# Agent Orchestration Rules

## Specialist Delegation (MUST)

When working with Kailash frameworks, MUST consult the relevant specialist:

- **dataflow-specialist**: Database or DataFlow work
- **nexus-specialist**: API or deployment work
- **kaizen-specialist**: AI agent work
- **mcp-specialist**: MCP integration work
- **pact-specialist**: Organizational governance work
- **ml-specialist**: ML algorithms, pipelines, model selection
- **align-specialist**: LLM fine-tuning, LoRA, model serving

**Applies when**: Creating workflows, modifying DB models, setting up endpoints, building agents, implementing governance, ML pipelines.

**Why:** Framework specialists encode hard-won patterns and constraints that generalist agents miss, leading to subtle misuse of DataFlow, Nexus, or Kaizen APIs.

## Specs Context in Delegation (MUST)

Every specialist delegation prompt MUST include relevant spec file content from `specs/`. Read `specs/_index.md`, select relevant files, include them inline. See `rules/specs-authority.md` MUST Rule 7 for the full protocol and examples.

**Why:** Specialists without domain context produce technically correct but intent-misaligned output (e.g., schemas without tenant_id because multi-tenancy wasn't communicated).

## Analysis Chain (Complex Features)

1. **analyst** → Identify failure points
2. **analyst** → Break down requirements
3. **`decide-framework` skill** → Choose approach
4. Then appropriate specialist

**Applies when**: Feature spans multiple files, unclear requirements, multiple valid approaches.

## Parallel Execution

When multiple independent operations are needed, launch agents in parallel using Task tool, wait for all, aggregate results. MUST NOT run sequentially when parallel is possible.

**Why:** Sequential execution of independent operations wastes the autonomous execution multiplier, turning a 1-session task into a multi-session bottleneck.

## Quality Gates (MUST — Gate-Level Review)

Reviews happen at COC phase boundaries, not per-edit. Skip only when explicitly told to.

**Why:** Skipping gate reviews lets analysis gaps, security holes, and naming violations propagate to downstream repos where they are far more expensive to fix. Evidence: 0052-DISCOVERY §3.3 — six commits shipped without a single review because gates were phrased as "recommended." Upgrading to MUST + background agents makes reviews nearly free.

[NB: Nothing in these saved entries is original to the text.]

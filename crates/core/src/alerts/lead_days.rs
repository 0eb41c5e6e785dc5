//! Lead-day preference parsing.

use chrono::{Days, NaiveDate};

/// Parses a comma-separated lead-day list such as `"7,3,1,0"`.
///
/// Returns distinct non-negative values in descending order. Negative values
/// are dropped. Anything unparseable, or an empty result, yields `[fallback]`.
#[must_use]
pub fn parse_lead_days(raw: Option<&str>, fallback: u32) -> Vec<u32> {
    let parsed: Result<Vec<i64>, _> = raw
        .unwrap_or_default()
        .split(',')
        .map(str::trim)
        .filter(|s| !s.is_empty())
        .map(str::parse::<i64>)
        .collect();

    let Ok(values) = parsed else {
        return vec![fallback];
    };

    let mut days: Vec<u32> = match values
        .into_iter()
        .filter(|v| *v >= 0)
        .map(u32::try_from)
        .collect()
    {
        Ok(days) => days,
        Err(_) => return vec![fallback],
    };

    days.sort_unstable_by(|a, b| b.cmp(a));
    days.dedup();

    if days.is_empty() { vec![fallback] } else { days }
}

/// Due dates targeted by a lead-day list: `today + d` for each `d`.
#[must_use]
pub fn target_dates(today: NaiveDate, lead_days: &[u32]) -> Vec<NaiveDate> {
    lead_days
        .iter()
        .filter_map(|d| today.checked_add_days(Days::new(u64::from(*d))))
        .collect()
}
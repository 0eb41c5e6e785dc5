//! Currency conversion and rounding.
//!
//! Rounding policy for every monetary value:
//! - Round to two decimal places
//! - Use half-up rounding (midpoint away from zero)

use rust_decimal::Decimal;
use rust_decimal::RoundingStrategy;

/// Decimal places of every stored amount.
pub const MONEY_DP: u32 = 2;

/// Rounds a monetary value to two decimals, half-up.
#[must_use]
pub fn round2(value: Decimal) -> Decimal {
    value.round_dp_with_strategy(MONEY_DP, RoundingStrategy::MidpointAwayFromZero)
}

/// Converts an amount using the given exchange rate.
#[must_use]
pub fn convert_amount(amount: Decimal, rate: Decimal) -> Decimal {
    round2(amount * rate)
}
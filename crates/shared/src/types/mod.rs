//! Common types used across the application.

pub mod id;
pub mod money;

pub use id::*;
pub use money::{Currency, Money};
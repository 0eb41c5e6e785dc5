//! Schedule generation error types.

use chrono::NaiveDate;
use rust_decimal::Decimal;
use thiserror::Error;

/// Errors from the amortization engine.
///
/// Inputs are validated before they reach the engine, so these only fire on
/// contract violations.
#[derive(Debug, Error)]
pub enum ScheduleError {
    /// Principal is negative.
    #[error("principal must not be negative: {0}")]
    NegativePrincipal(Decimal),

    /// Annual rate is negative.
    #[error("annual rate must not be negative: {0}")]
    NegativeRate(Decimal),

    /// The monthly rate could not be represented as a decimal.
    #[error("monthly rate for {0}% annual is not representable")]
    RateNotRepresentable(Decimal),

    /// A due date falls outside the supported calendar.
    #[error("due date out of range: {start} + {months} months")]
    DateOutOfRange {
        /// Loan start date.
        start: NaiveDate,
        /// Months added.
        months: u32,
    },

    /// Decimal overflow while compounding.
    #[error("arithmetic overflow while compounding {0} periods")]
    Overflow(u32),
}
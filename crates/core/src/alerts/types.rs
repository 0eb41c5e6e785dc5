//! Alert types.

use chrono::NaiveDate;
use prestamos_shared::{AlertId, InstallmentId};
use serde::{Deserialize, Serialize};

use crate::loan::{Installment, Loan};

/// Alert delivery state.
#[derive(Debug, Clone, Copy, PartialEq, Eq, Serialize, Deserialize)]
#[serde(rename_all = "snake_case")]
pub enum AlertStatus {
    /// Recorded, nothing delivered yet.
    Pending,
    /// At least one channel delivered it.
    Sent,
    /// Withdrawn.
    Cancelled,
}

/// A stored alert. At most one exists per installment and day.
#[derive(Debug, Clone, Serialize, Deserialize)]
pub struct Alert {
    /// Alert ID.
    pub id: AlertId,
    /// Installment the alert is about.
    pub installment_id: InstallmentId,
    /// Day the alert was generated.
    pub alert_date: NaiveDate,
    /// Message body.
    pub message: String,
    /// Delivery state.
    pub status: AlertStatus,
}

/// An alert to record.
#[derive(Debug, Clone, PartialEq, Eq)]
pub struct NewAlert {
    /// Installment the alert is about.
    pub installment_id: InstallmentId,
    /// Day the alert is generated.
    pub alert_date: NaiveDate,
    /// Message body.
    pub message: String,
}

/// A pending installment with the loan context needed to describe it.
#[derive(Debug, Clone)]
pub struct DueInstallment {
    /// The installment.
    pub installment: Installment,
    /// Its loan.
    pub loan: Loan,
    /// Creditor name, if the loan references one.
    pub creditor_name: Option<String>,
}

impl DueInstallment {
    /// Name shown for the lender: the creditor name, else the loan label.
    #[must_use]
    pub fn lender(&self) -> &str {
        self.creditor_name.as_deref().unwrap_or(&self.loan.label)
    }
}

/// Options for one scheduler run.
#[derive(Debug, Clone, Copy)]
pub struct RunOptions {
    /// The day the run treats as today.
    pub today: NaiveDate,
    /// Lead days used when a profile has no usable preference.
    pub default_lead_days: u32,
    /// Record alerts but do not deliver anything.
    pub dry_run: bool,
}

/// Counters from a run.
#[derive(Debug, Clone, Copy, Default, PartialEq, Eq, Serialize)]
pub struct AlertSummary {
    /// Installments processed (upcoming plus overdue).
    pub created: usize,
    /// Messages actually delivered.
    pub sent: usize,
    /// Overdue installments processed.
    pub overdue: usize,
    /// Profiles skipped because of a repository error.
    pub failed_profiles: usize,
}

impl AlertSummary {
    /// Adds another summary's counters to this one.
    pub fn merge(&mut self, other: Self) {
        self.created += other.created;
        self.sent += other.sent;
        self.overdue += other.overdue;
        self.failed_profiles += other.failed_profiles;
    }
}
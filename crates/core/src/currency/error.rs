//! Exchange rate error types.

use chrono::NaiveDate;
use prestamos_shared::{AppError, Currency};
use thiserror::Error;

/// Rate lookup errors.
#[derive(Debug, Error)]
pub enum RateError {
    /// Cache miss and every provider failed.
    #[error("no exchange rate available for {base}->{quote} on {date}")]
    NoRateAvailable {
        /// Source currency.
        base: Currency,
        /// Target currency.
        quote: Currency,
        /// Requested date.
        date: NaiveDate,
    },

    /// Rate cache read or write failed.
    #[error("rate store error: {0}")]
    Store(String),
}

impl RateError {
    /// Create a store error.
    #[must_use]
    pub fn store(msg: impl Into<String>) -> Self {
        Self::Store(msg.into())
    }
}

impl From<RateError> for AppError {
    fn from(err: RateError) -> Self {
        match err {
            RateError::NoRateAvailable { .. } => Self::ExternalService(err.to_string()),
            RateError::Store(msg) => Self::Database(msg),
        }
    }
}
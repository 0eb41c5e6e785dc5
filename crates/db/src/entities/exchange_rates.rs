//! `SeaORM` Entity for exchange_rates table.

use sea_orm::entity::prelude::*;
use serde::{Deserialize, Serialize};

#[derive(Clone, Debug, PartialEq, DeriveEntityModel, Eq, Serialize, Deserialize)]
#[sea_orm(table_name = "exchange_rates")]
pub struct Model {
    #[sea_orm(primary_key, auto_increment = false)]
    pub id: Uuid,
    pub rate_date: Date,
    pub base_currency: String,
    pub quote_currency: String,
    #[sea_orm(column_type = "Decimal(Some((18, 8)))")]
    pub rate: Decimal,
    pub fetched_at: DateTimeWithTimeZone,
}

#[derive(Copy, Clone, Debug, EnumIter, DeriveRelation)]
pub enum Relation {}

impl ActiveModelBehavior for ActiveModel {}
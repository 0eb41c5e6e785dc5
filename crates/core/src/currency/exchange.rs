//! Exchange rate types.

use chrono::{DateTime, NaiveDate, Utc};
use prestamos_shared::Currency;
use rust_decimal::Decimal;
use serde::{Deserialize, Serialize};

/// A cached daily exchange rate.
///
/// One row exists per `(rate_date, base, quote)`; it is never updated once written.
#[derive(Debug, Clone, PartialEq, Eq, Serialize, Deserialize)]
pub struct ExchangeRate {
    /// Source currency.
    pub base: Currency,
    /// Target currency.
    pub quote: Currency,
    /// Exchange rate (1 base = rate quote).
    pub rate: Decimal,
    /// Date the rate is cached for.
    pub rate_date: NaiveDate,
    /// When the rate was retrieved from a provider.
    pub fetched_at: DateTime<Utc>,
}

impl ExchangeRate {
    /// Creates a new exchange rate fetched now.
    #[must_use]
    pub fn new(base: Currency, quote: Currency, rate: Decimal, rate_date: NaiveDate) -> Self {
        Self {
            base,
            quote,
            rate,
            rate_date,
            fetched_at: Utc::now(),
        }
    }
}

| Gate                | After Phase  | Enforcement | Review                                                                         |
| ------------------- | ------------ | ----------- | ------------------------------------------------------------------------------ |
| Analysis complete   | `/analyze`   | RECOMMENDED | **reviewer**: Are findings complete? Gaps?                                     |
| Plan approved       | `/todos`     | RECOMMENDED | **reviewer**: Does plan cover requirements?                                    |
| Implementation done | `/implement` | **MUST**    | **reviewer** + **security-reviewer**: Run as parallel background agents.       |
| Validation passed   | `/redteam`   | RECOMMENDED | **reviewer**: Are red team findings addressed?                                 |
| Knowledge captured  | `/codify`    | RECOMMENDED | **gold-standards-validator**: Naming, licensing compliance.                    |
| Before release      | `/release`   | **MUST**    | **reviewer** + **security-reviewer** + **gold-standards-validator**: Blocking. |

**BLOCKED responses when skipping MUST gates:**

- "Skipping review to save time"
- "Reviews will happen in a follow-up session"
- "The changes are straightforward, no review needed"
- "Already reviewed informally during implementation"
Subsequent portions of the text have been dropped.